In Table 2 and Table 3, each row corresponds to an iteration. In iteration 1, the replication phase followed immediately after the registration phase, i.e. only a few moments after a participant came up with a password; iterations 2 and 3 followed one and two weeks after the 1st iteration, respectively. In the columns, we list the success rates for each attempt; each user only had three possibilities to enter a password correctly. Additionally, we present the number and the rates of unsuccessful attempts and overall success.

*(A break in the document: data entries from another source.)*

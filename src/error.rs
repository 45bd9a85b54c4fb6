// One error type for the whole app.
// Every variant states *where* things went wrong.
use thiserror::Error;

#[derive(Error, Debug)]
pub enum GlassError {
    /// Creating the window failed
    #[error("Window init error: {0}")]
    WindowInit(String),

    /// Updating the window buffer failed
    #[error("Window update error: {0}")]
    WindowUpdate(String),

    /// Reading or decoding the background picture failed
    #[error("Texture load error: {0}")]
    TextureLoad(String),

    /// Config file could not be parsed
    #[error("Config error: {0}")]
    Config(String),

    /// Design library file could not be read or written
    #[error("Library error: {0}")]
    Library(String),

    /// A design name was empty or blank
    #[error("Design name must not be empty")]
    InvalidName,

    /// No design with that id
    #[error("Design not found: {0}")]
    DesignNotFound(String),

    /// Render session driven out of order (e.g. start before a surface exists)
    #[error("Session error: {0}")]
    Session(String),

    /// Exported source text could not be read back
    #[error("Export parse error: {0}")]
    Export(String),

    #[error("IO error: {0}")]
    Io(#[from] std::io::Error),
}

pub type Result<T> = std::result::Result<T, GlassError>;
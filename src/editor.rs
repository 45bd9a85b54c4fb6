// Keyboard editor: maps key presses to parameter edits or library/export commands.
// Visual: 1-5 swap the shape, arrows/brackets/A/Z dial the optics, +/- resize the glass.

use crate::params::{ParameterSet, ShapeVariant};

pub const DISTORTION_STEP: f32 = 0.25;
pub const BLUR_STEP: f32 = 0.5;
pub const ABERRATION_STEP: f32 = 0.5;
pub const SIZE_STEP: f32 = 1.1;

#[derive(Clone, Copy, Debug, PartialEq, Eq)]
pub enum EditorKey {
    /// Index into ShapeVariant::ALL
    Shape(u32),
    DistortionUp,
    DistortionDown,
    BlurUp,
    BlurDown,
    AberrationUp,
    AberrationDown,
    Grow,
    Shrink,
    ToggleMode,
    Save,
    NextDesign,
    DeleteDesign,
    Export,
}

/// Things the editor can't do to a ParameterSet alone.
#[derive(Clone, Copy, Debug, PartialEq, Eq)]
pub enum Command {
    Save,
    NextDesign,
    DeleteDesign,
    Export,
}

/// Apply `key` to `params`. Returns the command to run for non-parameter keys.
/// Edited values stay inside their valid ranges.
pub fn apply_key(key: EditorKey, params: &mut ParameterSet) -> Option<Command> {
    match key {
        EditorKey::Shape(i) => {
            if let Some(shape) = ShapeVariant::from_index(i) {
                params.shape = shape;
            }
        }
        EditorKey::DistortionUp => params.distortion += DISTORTION_STEP,
        EditorKey::DistortionDown => params.distortion = (params.distortion - DISTORTION_STEP).max(0.0),
        EditorKey::BlurUp => params.blur_radius += BLUR_STEP,
        EditorKey::BlurDown => params.blur_radius = (params.blur_radius - BLUR_STEP).max(0.0),
        EditorKey::AberrationUp => params.chromatic_aberration += ABERRATION_STEP,
        EditorKey::AberrationDown => {
            params.chromatic_aberration = (params.chromatic_aberration - ABERRATION_STEP).max(0.0)
        }
        EditorKey::Grow => {
            params.width *= SIZE_STEP;
            params.height *= SIZE_STEP;
        }
        EditorKey::Shrink => {
            params.width /= SIZE_STEP;
            params.height /= SIZE_STEP;
        }
        EditorKey::ToggleMode => params.mode = params.mode.toggled(),
        EditorKey::Save => return Some(Command::Save),
        EditorKey::NextDesign => return Some(Command::NextDesign),
        EditorKey::DeleteDesign => return Some(Command::DeleteDesign),
        EditorKey::Export => return Some(Command::Export),
    }
    None
}

/// One-line summary for the HUD.
pub fn describe(params: &ParameterSet) -> String {
    format!(
        "{} D{:.2} B{:.1} A{:.1} {:?}",
        params.shape, params.distortion, params.blur_radius, params.chromatic_aberration, params.mode
    )
}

In Table 3, each iteration is represented by three rows. The first two rows show the rates for participants entering the first and the second graphical password, respectively. The third row shows the combined rates of entering both passwords (in)correctly. For example, in iteration 2, attempt 3, out of 39 participants, eight (21%) users correctly entered the first and ten (26%) users, the second password. However, only four users (10%) entered both passwords correctly. Since the LB-GCPS requires both passwords to be entered correctly, the first two lines are only for reference.

Using the Pearson Chi-Square test for associations, we found no significant associations between the recall level and sex (χsex(1)=0.002, p=0.963), education levels (χedu(4)=2.714, p=0.607), and employment status (χemp(2)=0.487, p=0.485) for textual passwords. Similarly, no significant associations were found for the graphical passwords (χsex(1)=0.013, p=0.911; χedu(4)=1.640, p=0.802; χemp(2)=4.080, p=0.130).

To check whether the changes in recall rates were significant, we used the Pearson Chi-square goodness-of-fit test or the Fisher’s exact test when the chi-square assumption was violated. For textual passwords, the success rate in the 2nd iteration dropped from 93% to 64%. The drop is statistically significant (χit2-it1(1)=50.81, pexact<0.0005). In the 3rd iteration, there was a further statistically significant drop to 61% (χit3-it1(1)=53.508, pexact<0.0005). The drop from the 2nd to the 3rd iteration from 64% to 61% was not statistically significant (χit2-it3(1)=0.19, p=0.717). For graphical passwords, only the drop from the 1st to the 2nd iteration from 86% to 72% was statistically significant (χit2-it1(1)=7.094, p=0.008). Neither the raise from the 2nd to the 3rd, nor the drop from the 3rd to the 1st iteration was statistically significant (χit2-it3(1)=0.792, p=0.373; χit1-it3(1)=1.608, pexact=0.308).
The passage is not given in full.